Blaine Kubesh reported on a Security Focus list the fact that Nimba's execution relied upon a named mutex (MUTually EXclusive object) to run. Running a program that creates this named mutex first causes Nimda's load to fail (reportedly- I actually do not have the means to test it). Here it is; It is a simple console program that opens, creates the named mutex, and keeps running until you hit 'q' to close the handle and exit the program (leaving you exposed again). Note that this is ver 0.02, which fixed a problem where I named the handle, but did not actually name the mutex (Doh! Thanks to Jason Anderssen for bringing that to my attention.) Source code included (what little there is.)
URLScan DTS package v0.01
Microsoft's URLScan utility for IIS is great, but the urlscan.log file is pretty basic-
URLScan only lets you log to a text file in a simple one-after-another appended manner, and only
to a single file (no multiple files to break out week/month entries as IIS does).

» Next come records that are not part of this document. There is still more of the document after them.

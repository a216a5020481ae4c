//! Token contract events.

use serde::{Deserialize, Serialize};

use zkt_core::{
    Address, AmountOperation, CanonicalizationError, OperationKey, StateWord, VkFingerprint,
};
use zkt_ledger::EmittedEvent;
use zkt_policy::{AmountPolicy, AmountRange, ProofRequirement};

/// Every event the token contract emits. The ledger records the variant
/// name as the event name and the whole value as its payload.
#[derive(Debug, Clone, PartialEq, Eq, Serialize, Deserialize)]
pub enum TokenEvent {
    /// One-time initialization completed.
    Initialized {
        /// First administrator.
        admin: Address,
        /// Display decimals.
        decimals: u8,
    },
    /// Supply created.
    Mint {
        /// Credited account.
        recipient: Address,
        /// Amount created.
        amount: u64,
    },
    /// Supply destroyed.
    Burn {
        /// Debited account.
        holder: Address,
        /// Amount destroyed.
        amount: u64,
    },
    /// Balance moved between two accounts.
    Transfer {
        /// Debited account.
        from: Address,
        /// Credited account.
        to: Address,
        /// Amount moved.
        amount: u64,
    },
    /// One account update inside an approved bulk update.
    BalanceChange {
        /// Updated account.
        address: Address,
        /// Signed change, as a decimal string on the wire.
        #[serde(with = "zkt_core::signed")]
        amount: i128,
    },
    /// Administrator replaced.
    AdminChanged {
        /// Outgoing administrator.
        previous_admin: Address,
        /// Incoming administrator.
        new_admin: Address,
    },
    /// Pause flag flipped.
    PauseChanged {
        /// New pause state.
        is_paused: bool,
    },
    /// An amount policy was replaced.
    AmountPolicyUpdated {
        /// Affected operation.
        operation: AmountOperation,
        /// New policy.
        policy: AmountPolicy,
    },
    /// An amount range was replaced or one of its fields changed.
    AmountRangeUpdated {
        /// Affected operation.
        operation: AmountOperation,
        /// Range after the update.
        range: AmountRange,
    },
    /// A proof requirement was replaced.
    ProofRequirementUpdated {
        /// Affected operation.
        operation: OperationKey,
        /// New requirement.
        requirement: ProofRequirement,
    },
    /// A verification key was registered.
    VerificationKeyUpdated {
        /// Affected operation.
        operation: OperationKey,
        /// New fingerprint.
        fingerprint: VkFingerprint,
        /// Registry root after the update.
        root: StateWord,
    },
}

impl TokenEvent {
    /// Event name as recorded in the ledger.
    pub fn name(&self) -> &'static str {
        match self {
            Self::Initialized { .. } => "Initialized",
            Self::Mint { .. } => "Mint",
            Self::Burn { .. } => "Burn",
            Self::Transfer { .. } => "Transfer",
            Self::BalanceChange { .. } => "BalanceChange",
            Self::AdminChanged { .. } => "AdminChanged",
            Self::PauseChanged { .. } => "PauseChanged",
            Self::AmountPolicyUpdated { .. } => "AmountPolicyUpdated",
            Self::AmountRangeUpdated { .. } => "AmountRangeUpdated",
            Self::ProofRequirementUpdated { .. } => "ProofRequirementUpdated",
            Self::VerificationKeyUpdated { .. } => "VerificationKeyUpdated",
        }
    }

    /// Wrap for the ledger log.
    pub fn emit(&self, contract: Address) -> Result<EmittedEvent, CanonicalizationError> {
        EmittedEvent::new(contract, self.name(), self)
    }

    /// Decode a logged event. `None` for events this contract does not
    /// emit.
    pub fn decode(event: &EmittedEvent) -> Option<Self> {
        serde_json::from_value(event.data.clone()).ok()
    }
}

This makes monitoring the entries in the log file difficult, which is a shame because it is good to
see what attempted URLs get filters for incident response. To help with this, I have created a DTS package
that runs on SQL2000 to automatically do the following:
1) FTP the urlscan.log file to a temp dir on the SQLServer (this way, you don't have to stop IIS).
2) Parse out the date,time, IP address (if available) and the URL that was filtered and post to
a temp table.
3) Select only the entries for the previous day, and post those to the warehouse table.
The urlscan.log file just keeps getting bigger and bigger, so at some point, you'll want to stop IIS and
delete that guy. The nice thing about loading it into a temp table first is that you can ensure that only
the day-by-day entries get posted into the warehouse table.
For each server you want to pull data from, just add another package and schedule execution appropriately- the current setup is designed for sequential downloads from multiple servers; in other words, you should only do one at a time, and give adequate time between schedules for each to execute- make sure you execute them after midnight so that all the entries for the day will be included.
If you want to pull multiple server asynchronously, you can customize each package to use a different temp file name and then all at the same time... Whatever you want to do. I am making the assumption that you have some idea how to use and configure DTS packages.
You only need to do 2 things to the package for it to work with your server:
1) Change the properties of the FTP task to point to your web server, and make sure you select the
urlscan.log file to get downloaded. The default dir on the server is C:\TEMP.
2) In the last SQL Task that posts data from the tmpURLScan table to the real URLScan table, change the
text string from 'SERVER' to the name of your server.
Note that this assumes you have a DB named IISLogs; you can change it to whatever you want, but know that you need to check for that in the data pump tasks.
This way, you end up with a great way to sort, retrieve, group and report on data in the log files.
A note about FTP server setup:
On the web server that you want to pull data from, just create a new FTP site that points to the directory containing the urlscan.log file. For security purposes, it should be read only, and limited to your internal IP addresses. I created a new user specifically for this purpose that only has read permissions to the URLSCAN.LOG file, with specific deny permissions on the rest of the files- you can never be too safe- the real reason I deny access on the other files is that would not want someone internally to be able to sniff the creds, FTP in, and look at my URLSCAN.INI file to see exactly what I had configured.